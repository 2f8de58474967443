//! Business handler binding.
//!
//! Each declared operation is bound to exactly one [`OperationHandler`] by
//! its operation id. Handlers receive an [`Invocation`] carrying the
//! validated, coerced inputs and return a [`Reply`] or a [`PipelineError`].

use std::collections::HashMap;
use std::fmt;
use std::future::Future;
use std::sync::Arc;

use http::{HeaderMap, Method, Uri};
use serde::de::DeserializeOwned;
use serde_json::{Map, Value};

use crate::definition::{OperationDescriptor, ParameterLocation};
use crate::error::{PipelineError, Violation};
use crate::principal::Principal;
use crate::reply::Reply;
use crate::request_id::RequestId;
use crate::BoxFuture;

/// Parameter values after coercion and validation.
///
/// Only declared parameters appear here, already converted to the type
/// their schema names.
#[derive(Debug, Clone, Default, PartialEq)]
pub struct ValidatedParams {
    path: Map<String, Value>,
    query: Map<String, Value>,
    header: Map<String, Value>,
    body: Option<Value>,
}

impl ValidatedParams {
    /// Creates an empty set.
    #[must_use]
    pub fn new() -> Self {
        Self::default()
    }

    /// Stores a validated value. A `Body` location replaces the body.
    pub fn insert(&mut self, location: ParameterLocation, name: impl Into<String>, value: Value) {
        match location {
            ParameterLocation::Path => {
                self.path.insert(name.into(), value);
            }
            ParameterLocation::Query => {
                self.query.insert(name.into(), value);
            }
            ParameterLocation::Header => {
                self.header.insert(name.into(), value);
            }
            ParameterLocation::Body => self.body = Some(value),
        }
    }

    /// Returns a value by location and name.
    #[must_use]
    pub fn get(&self, location: ParameterLocation, name: &str) -> Option<&Value> {
        match location {
            ParameterLocation::Path => self.path.get(name),
            ParameterLocation::Query => self.query.get(name),
            ParameterLocation::Header => self.header.get(name),
            ParameterLocation::Body => self.body.as_ref(),
        }
    }

    /// Returns a path parameter.
    #[must_use]
    pub fn path(&self, name: &str) -> Option<&Value> {
        self.path.get(name)
    }

    /// Returns a query parameter.
    #[must_use]
    pub fn query(&self, name: &str) -> Option<&Value> {
        self.query.get(name)
    }

    /// Returns a header parameter.
    #[must_use]
    pub fn header(&self, name: &str) -> Option<&Value> {
        self.header.get(name)
    }

    /// Returns the body.
    #[must_use]
    pub const fn body(&self) -> Option<&Value> {
        self.body.as_ref()
    }
}

/// Everything a handler receives for one call.
#[derive(Debug, Clone)]
pub struct Invocation {
    request_id: RequestId,
    operation: Arc<OperationDescriptor>,
    api_version: Arc<str>,
    method: Method,
    uri: Uri,
    headers: HeaderMap,
    params: ValidatedParams,
    principal: Option<Principal>,
}

impl Invocation {
    /// Creates an invocation for an operation.
    #[must_use]
    pub fn new(
        request_id: RequestId,
        operation: Arc<OperationDescriptor>,
        api_version: Arc<str>,
    ) -> Self {
        Self {
            request_id,
            method: operation.method().clone(),
            operation,
            api_version,
            uri: Uri::default(),
            headers: HeaderMap::new(),
            params: ValidatedParams::new(),
            principal: None,
        }
    }

    /// Attaches the request line and headers.
    #[must_use]
    pub fn with_request(mut self, method: Method, uri: Uri, headers: HeaderMap) -> Self {
        self.method = method;
        self.uri = uri;
        self.headers = headers;
        self
    }

    /// Attaches validated parameters.
    #[must_use]
    pub fn with_params(mut self, params: ValidatedParams) -> Self {
        self.params = params;
        self
    }

    /// Attaches the authenticated principal.
    #[must_use]
    pub fn with_principal(mut self, principal: Option<Principal>) -> Self {
        self.principal = principal;
        self
    }

    /// Returns the request ID.
    #[must_use]
    pub const fn request_id(&self) -> RequestId {
        self.request_id
    }

    /// Returns the operation being invoked.
    #[must_use]
    pub fn operation(&self) -> &OperationDescriptor {
        &self.operation
    }

    /// Returns the API version string.
    #[must_use]
    pub fn api_version(&self) -> &str {
        &self.api_version
    }

    /// Returns the request method.
    #[must_use]
    pub const fn method(&self) -> &Method {
        &self.method
    }

    /// Returns the request URI.
    #[must_use]
    pub const fn uri(&self) -> &Uri {
        &self.uri
    }

    /// Returns the raw request headers.
    #[must_use]
    pub const fn headers(&self) -> &HeaderMap {
        &self.headers
    }

    /// Returns all validated parameters.
    #[must_use]
    pub const fn params(&self) -> &ValidatedParams {
        &self.params
    }

    /// Returns the principal established by security dispatch.
    #[must_use]
    pub const fn principal(&self) -> Option<&Principal> {
        self.principal.as_ref()
    }

    /// Returns a path parameter as a string.
    #[must_use]
    pub fn path_param(&self, name: &str) -> Option<&str> {
        self.params.path(name).and_then(Value::as_str)
    }

    /// Deserializes the validated body.
    ///
    /// The body already passed schema validation, so a failure here means
    /// the Rust type is stricter than the schema; it is reported at `/body`.
    pub fn body_as<T: DeserializeOwned>(&self) -> Result<T, PipelineError> {
        let body = self.params.body().cloned().unwrap_or(Value::Null);
        serde_json::from_value(body).map_err(|e| {
            PipelineError::validation(vec![Violation::new("/body", e.to_string())])
        })
    }
}

/// A business handler bound to one operation.
///
/// Implemented for any `Fn(Invocation) -> impl Future<Output = Result<Reply,
/// PipelineError>>`, so async closures and functions work directly.
///
/// # Example
///
/// ```
/// use ruo_core::{HandlerRegistry, Invocation, PipelineError, Reply};
/// use serde_json::json;
///
/// async fn get_user(inv: Invocation) -> Result<Reply, PipelineError> {
///     let id = inv.path_param("id").unwrap_or_default().to_string();
///     Ok(Reply::ok(json!({"id": id, "name": "A"})))
/// }
///
/// let mut handlers = HandlerRegistry::new();
/// handlers.insert("getUser", get_user);
/// assert!(handlers.contains("getUser"));
/// ```
pub trait OperationHandler: Send + Sync + 'static {
    /// Handles one invocation.
    fn call(&self, invocation: Invocation) -> BoxFuture<'static, Result<Reply, PipelineError>>;
}

impl<F, Fut> OperationHandler for F
where
    F: Fn(Invocation) -> Fut + Send + Sync + 'static,
    Fut: Future<Output = Result<Reply, PipelineError>> + Send + 'static,
{
    fn call(&self, invocation: Invocation) -> BoxFuture<'static, Result<Reply, PipelineError>> {
        Box::pin(self(invocation))
    }
}

/// Operation id → handler bindings.
#[derive(Clone, Default)]
pub struct HandlerRegistry {
    handlers: HashMap<String, Arc<dyn OperationHandler>>,
}

impl HandlerRegistry {
    /// Creates an empty registry.
    #[must_use]
    pub fn new() -> Self {
        Self::default()
    }

    /// Binds a handler, returning true if it replaced an earlier binding.
    pub fn insert(
        &mut self,
        operation_id: impl Into<String>,
        handler: impl OperationHandler,
    ) -> bool {
        self.insert_arc(operation_id, Arc::new(handler))
    }

    /// Binds an already shared handler.
    pub fn insert_arc(
        &mut self,
        operation_id: impl Into<String>,
        handler: Arc<dyn OperationHandler>,
    ) -> bool {
        self.handlers.insert(operation_id.into(), handler).is_some()
    }

    /// Returns the handler for an operation.
    #[must_use]
    pub fn get(&self, operation_id: &str) -> Option<&Arc<dyn OperationHandler>> {
        self.handlers.get(operation_id)
    }

    /// Returns true if a handler is bound to the operation.
    #[must_use]
    pub fn contains(&self, operation_id: &str) -> bool {
        self.handlers.contains_key(operation_id)
    }

    /// Iterates over bound operation ids.
    pub fn operation_ids(&self) -> impl Iterator<Item = &str> {
        self.handlers.keys().map(String::as_str)
    }

    /// Returns the number of bindings.
    #[must_use]
    pub fn len(&self) -> usize {
        self.handlers.len()
    }

    /// Returns true if nothing is bound.
    #[must_use]
    pub fn is_empty(&self) -> bool {
        self.handlers.is_empty()
    }
}

impl fmt::Debug for HandlerRegistry {
    fn fmt(&self, f: &mut fmt::Formatter<'_>) -> fmt::Result {
        let mut ids: Vec<_> = self.operation_ids().collect();
        ids.sort_unstable();
        f.debug_struct("HandlerRegistry")
            .field("operations", &ids)
            .finish()
    }
}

☆ ☆ ☆ ☆

In the entries above, count each line holding "call" and report the total and nothing more.

■ **Written reply**:
3